• _EXERCISE OBJECTIVE_:
Lines before the one containing "with per-page boundaries." are to be skipped; reproduce that line and the rest of the records below exactly.

(Records from a collection)
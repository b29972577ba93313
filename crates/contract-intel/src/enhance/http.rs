use std::collections::BTreeMap;
use std::time::Duration;

use reqwest::blocking::Client;
use reqwest::StatusCode;
use secrecy::{ExposeSecret, SecretString};
use serde::Deserialize;
use serde_json::json;
use tracing::debug;

use super::{ClassificationRequest, ClassificationResponse, EnhancementError, TextClassifier};

/// Longest response body quoted back in an error message.
const MAX_ERROR_BODY: usize = 200;

/// Zero-shot classification endpoint speaking the Hugging Face inference
/// format: `{"inputs": .., "parameters": {"candidate_labels": [..]}}` in,
/// parallel `labels` / `scores` arrays out.
pub struct HttpClassifier {
    client: Client,
    endpoint: String,
    api_key: Option<SecretString>,
}

impl std::fmt::Debug for HttpClassifier {
    fn fmt(&self, f: &mut std::fmt::Formatter<'_>) -> std::fmt::Result {
        f.debug_struct("HttpClassifier")
            .field("endpoint", &self.endpoint)
            .field("api_key", &self.api_key.as_ref().map(|_| "[REDACTED]"))
            .finish()
    }
}

#[derive(Debug, Deserialize)]
struct ZeroShotResponse {
    labels: Vec<String>,
    scores: Vec<f64>,
    #[serde(default)]
    candidate_parties: Vec<String>,
}

impl HttpClassifier {
    pub fn new(
        endpoint: impl Into<String>,
        api_key: Option<SecretString>,
    ) -> Result<Self, EnhancementError> {
        let client = Client::builder()
            .user_agent(concat!("contract-intel/", env!("CARGO_PKG_VERSION")))
            .build()
            .map_err(|e| EnhancementError::Transport(format!("failed to build HTTP client: {}", e)))?;

        Ok(Self {
            client,
            endpoint: endpoint.into(),
            api_key,
        })
    }

    /// Uses a caller-configured client (proxies, TLS roots).
    pub fn with_client(client: Client, endpoint: impl Into<String>, api_key: Option<SecretString>) -> Self {
        Self {
            client,
            endpoint: endpoint.into(),
            api_key,
        }
    }

    pub fn endpoint(&self) -> &str {
        &self.endpoint
    }
}

impl TextClassifier for HttpClassifier {
    fn classify(
        &self,
        request: &ClassificationRequest,
        timeout: Duration,
    ) -> Result<ClassificationResponse, EnhancementError> {
        let body = json!({
            "inputs": request.text,
            "parameters": {
                "candidate_labels": request.candidate_labels,
                "multi_label": true,
            },
        });

        let mut builder = self.client.post(&self.endpoint).timeout(timeout).json(&body);
        if let Some(key) = &self.api_key {
            builder = builder.bearer_auth(key.expose_secret());
        }

        let response = builder.send().map_err(|e| {
            if e.is_timeout() {
                EnhancementError::Timeout(timeout)
            } else {
                EnhancementError::Transport(e.to_string())
            }
        })?;

        let status = response.status();
        let text = response
            .text()
            .map_err(|e| EnhancementError::Transport(e.to_string()))?;
        debug!(status = status.as_u16(), bytes = text.len(), "Classifier responded");

        if status == StatusCode::TOO_MANY_REQUESTS {
            return Err(EnhancementError::Quota(truncate(&text)));
        }
        if !status.is_success() {
            return Err(EnhancementError::Status {
                status: status.as_u16(),
                body: truncate(&text),
            });
        }

        parse_response(&text)
    }
}

fn parse_response(body: &str) -> Result<ClassificationResponse, EnhancementError> {
    let parsed: ZeroShotResponse =
        serde_json::from_str(body).map_err(|e| EnhancementError::Malformed(e.to_string()))?;

    if parsed.labels.len() != parsed.scores.len() {
        return Err(EnhancementError::Malformed(format!(
            "{} labels but {} scores",
            parsed.labels.len(),
            parsed.scores.len()
        )));
    }

    let scores: BTreeMap<String, f64> = parsed.labels.into_iter().zip(parsed.scores).collect();
    Ok(ClassificationResponse {
        scores,
        candidate_parties: parsed.candidate_parties,
    })
}

fn truncate(body: &str) -> String {
    body.chars().take(MAX_ERROR_BODY).collect()
}
pub mod normalize;
pub mod pdf;

use serde::Serialize;

use crate::error::ExtractionError;

pub use pdf::PdfTextExtractor;

/// Byte range of one page inside [`PlainText::text`].
#[derive(Debug, Clone, Copy, PartialEq, Eq, Serialize)]
pub struct PageSpan {
    pub number: u32,
    pub start: usize,
    pub end: usize,
}

/// Plain-text rendition of a document with per-page boundaries.
#[derive(Debug, Clone, PartialEq, Eq, Default, Serialize)]
pub struct PlainText {
    pub text: String,
    pub pages: Vec<PageSpan>,
}

impl PlainText {
    /// Joins normalized page texts with a newline, recording each page's span.
    /// Empty pages keep a zero-length span so page numbering is preserved.
    pub fn from_pages<I>(pages: I) -> Self
    where
        I: IntoIterator<Item = (u32, String)>,
    {
        let mut text = String::new();
        let mut spans = Vec::new();

        for (number, page_text) in pages {
            if !page_text.is_empty() && !text.is_empty() {
                text.push('\n');
            }
            let start = text.len();
            text.push_str(&page_text);
            spans.push(PageSpan {
                number,
                start,
                end: text.len(),
            });
        }

        Self { text, pages: spans }
    }

    pub fn page_count(&self) -> usize {
        self.pages.len()
    }

    pub fn page_text(&self, number: u32) -> Option<&str> {
        self.pages
            .iter()
            .find(|p| p.number == number)
            .and_then(|p| self.text.get(p.start..p.end))
    }

    /// Page number containing the given byte offset.
    pub fn page_at(&self, offset: usize) -> Option<u32> {
        self.pages
            .iter()
            .find(|p| p.start <= offset && offset < p.end)
            .map(|p| p.number)
    }
}

/// Converts raw document bytes into plain text.
pub trait TextExtractor: Send + Sync {
    fn extract(&self, bytes: &[u8]) -> Result<PlainText, ExtractionError>;
}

• _WRITTEN RESPONSE_:
/// Plain-text rendition of a document with per-page boundaries.
#[derive(Debug, Clone, PartialEq, Eq, Default, Serialize)]
pub struct PlainText {
    pub text: String,
    pub pages: Vec<PageSpan>,
}

impl PlainText {
    /// Joins normalized page texts with a newline, recording each page's span.
    /// Empty pages keep a zero-length span so page numbering is preserved.
    pub fn from_pages<I>(pages: I) -> Self
    where
        I: IntoIterator<Item = (u32, String)>,
    {
        let mut text = String::new();
        let mut spans = Vec::new();

        for (number, page_text) in pages {
            if !page_text.is_empty() && !text.is_empty() {
                text.push('\n');
            }
            let start = text.len();
            text.push_str(&page_text);
            spans.push(PageSpan {
                number,
                start,
                end: text.len(),
            });
        }

        Self { text, pages: spans }
    }

    pub fn page_count(&self) -> usize {
        self.pages.len()
    }

    pub fn page_text(&self, number: u32) -> Option<&str> {
        self.pages
            .iter()
            .find(|p| p.number == number)
            .and_then(|p| self.text.get(p.start..p.end))
    }

    /// Page number containing the given byte offset.
    pub fn page_at(&self, offset: usize) -> Option<u32> {
        self.pages
            .iter()
            .find(|p| p.start <= offset && offset < p.end)
            .map(|p| p.number)
    }
}

/// Converts raw document bytes into plain text.
pub trait TextExtractor: Send + Sync {
    fn extract(&self, bytes: &[u8]) -> Result<PlainText, ExtractionError>;
}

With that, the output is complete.